[2111.07991] LiT:fire:: Zero-Shot Transfer with Locked-image Text Tuning

Significance

Image-text pre-training with pre-trained image model enhances zero-shot performance

Keypoints

  • Propose a method for image-text contrastive learning with pre-trained image model
  • Demonstrate performance gain of the proposed method by experiments

Review

Background

Contrastive learning usually refers to a training scheme that minimizes the latent space distance between the same input sample with different view, while maximizing the distance from different samples. A different, but contrastive approach has recently been proposed which is to minimize (or maximize) the latent space distance between the paired (or unpaired) image-text data from separate text and image models. This contrastive image-text training has shown to be capable of zero-shot image classification tasks. In this paper, the authors propose contrastive-tuning by adopting a heavily pre-trained image model to this contrastive image-text training scheme. The idea does not seem to be very novel, but the performance gain of the contrastive-tuning is exceptional which is demonstrated by extensive comparative experiments.

Keypoints

Propose a method for image-text contrastive learning with pre-trained image model

Two possible options exist for adopting a pre-trained image model. First option is to load weights of the pre-trained model, and freeze the model during the image-text contrastive learning (denoted L). Second option is to let the pre-trained model be fine-tuned during the image-text contrastinve learning (denoted U). Previous methods trained from randomly initialized model weights (denoted u) for both image and text models.
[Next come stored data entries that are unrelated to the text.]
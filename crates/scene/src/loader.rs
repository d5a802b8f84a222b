//! Asset loading: glTF import into the engine's scene representation.

use crate::asset::{AssetKey, Material, MaterialSet, Mesh, Node, Primitive, SceneAsset};
use anyhow::{Context, Result};
use engine_core::{Rgba, Transform};
use glam::Vec3;
use std::path::Path;

/// Seam between the resolver and the storage format. The production
/// implementation reads .glb files; tests substitute synthetic assets.
pub trait AssetLoader {
    fn load(&self, key: &AssetKey, path: &Path) -> Result<SceneAsset>;
}

/// Loads binary glTF through the `gltf` crate, flattening materials
/// into a per-asset [`MaterialSet`] and keeping the node hierarchy.
#[derive(Debug, Default)]
pub struct GltfLoader;

impl AssetLoader for GltfLoader {
    fn load(&self, key: &AssetKey, path: &Path) -> Result<SceneAsset> {
        let (document, buffers, _images) = gltf::import(path)
            .with_context(|| format!("importing {}", path.display()))?;

        let mut materials = MaterialSet::default();
        for mat in document.materials() {
            let c = mat.pbr_metallic_roughness().base_color_factor();
            let name = mat.name().unwrap_or("").to_string();
            materials.push(Material::new(name, Rgba::new(c[0], c[1], c[2], c[3])));
        }
        // Slot for primitives authored without a material.
        let fallback = materials.push(Material::new("", Rgba::WHITE));

        let gltf_scene = document
            .default_scene()
            .or_else(|| document.scenes().next())
            .context("glb contains no scene")?;

        let mut root = Node::empty(key.as_str());
        for node in gltf_scene.nodes() {
            root.children.push(convert_node(&node, &buffers, fallback)?);
        }

        log::debug!(
            "loaded {}: {} material(s), {} mesh node(s)",
            path.display(),
            materials.len(),
            root.children.len()
        );
        Ok(SceneAsset::new(key.clone(), root, materials))
    }
}

fn convert_node(
    node: &gltf::Node,
    buffers: &[gltf::buffer::Data],
    fallback_material: usize,
) -> Result<Node> {
    let (translation, rotation, scale) = node.transform().decomposed();
    let mut out = Node {
        name: node.name().unwrap_or("").to_string(),
        transform: Transform::from_decomposed(translation, rotation, scale),
        mesh: None,
        children: Vec::new(),
    };

    if let Some(mesh) = node.mesh() {
        let mut primitives = Vec::new();
        for prim in mesh.primitives() {
            let reader = prim.reader(|buffer| buffers.get(buffer.index()).map(|d| &d.0[..]));
            let positions: Vec<Vec3> = reader
                .read_positions()
                .map(|iter| iter.map(Vec3::from_array).collect())
                .unwrap_or_default();
            let indices: Vec<u32> = match reader.read_indices() {
                Some(idx) => idx.into_u32().collect(),
                // Non-indexed geometry: triangles in vertex order.
                None => (0..positions.len() as u32).collect(),
            };
            let indices = checked_indices(indices, positions.len())
                .with_context(|| format!("mesh {:?}", mesh.name().unwrap_or("")))?;
            primitives.push(Primitive {
                positions,
                indices,
                material: prim.material().index().unwrap_or(fallback_material),
            });
        }
        out.mesh = Some(Mesh {
            name: mesh.name().unwrap_or("").to_string(),
            primitives,
        });
    }

    for child in node.children() {
        out.children.push(convert_node(&child, buffers, fallback_material)?);
    }
    Ok(out)
}

/// An index accessor pointing past the vertex data is a corrupt export;
/// fail the load here rather than panic in triangle iteration.
fn checked_indices(indices: Vec<u32>, vertex_count: usize) -> Result<Vec<u32>> {
    match indices.iter().find(|&&i| i as usize >= vertex_count) {
        Some(bad) => anyhow::bail!("vertex index {bad} out of range ({vertex_count} vertices)"),
        None => Ok(indices),
    }
}

#[cfg(test)]
mod tests {
    use super::*;

    #[test]
    fn in_range_indices_pass_through() {
        assert_eq!(checked_indices(vec![0, 1, 2, 2, 1, 0], 3).unwrap().len(), 6);
        assert!(checked_indices(Vec::new(), 0).unwrap().is_empty());
    }

    #[test]
    fn out_of_range_index_fails_the_load() {
        let err = checked_indices(vec![0, 1, 9], 3).unwrap_err();
        assert!(err.to_string().contains("index 9"));
    }
}
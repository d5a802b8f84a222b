//! The relay side of lead delivery: origin gating, request handling and
//! forwarding to the sales channel.

pub mod handler;
pub mod message;
pub mod origin;
pub mod telegram;

pub use handler::{Relay, RelayRequest, RelayResponse, LEAD_PATH};
pub use message::{format_lead_text, truncate_caption, CAPTION_LIMIT};
pub use origin::OriginPolicy;
pub use telegram::{Messenger, TelegramBot};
211116-1 Lu, Uu, uu training schemes for image-text contrastive learning

The authors find that the Lu (or LiT short for Locked-image Text) scheme, which is to use locked-weight pre-trained image model and randomly initialized text model improves the performance of the zero-shot transfer learning most.

211116-3 Design choice comparison experiment results

Another important question that can be asked is whether pre-trained text models can help zero-shot transfer performance. 211116-4 Final performance for different training durations for all training combinations

As can be seen from above figure, pre-trained text models did not provide significant performance gain.

Demonstrate performance gain of the proposed method by experiments

LiT-tuning is performed on the public CC12M, YFCC100m datasets along with in-house 4 billion image/alt-text pair datasets. Experimented image models include the ResNet, ViT, and MLP-Mixer. The performance is evaluated on zero-shot ImageNet classification and MSCOCO image-text retrieval tasks.

Performance of the proposed LiT-tuning scheme is compared to baseline methods including CLIP and ALIGN. 211116-2 Quantitative performance of the proposed method compared to baseline methods

It can be seen that on five out-of-distribution (OOD) test variants, the proposed method shows significant robustness over baseline methods.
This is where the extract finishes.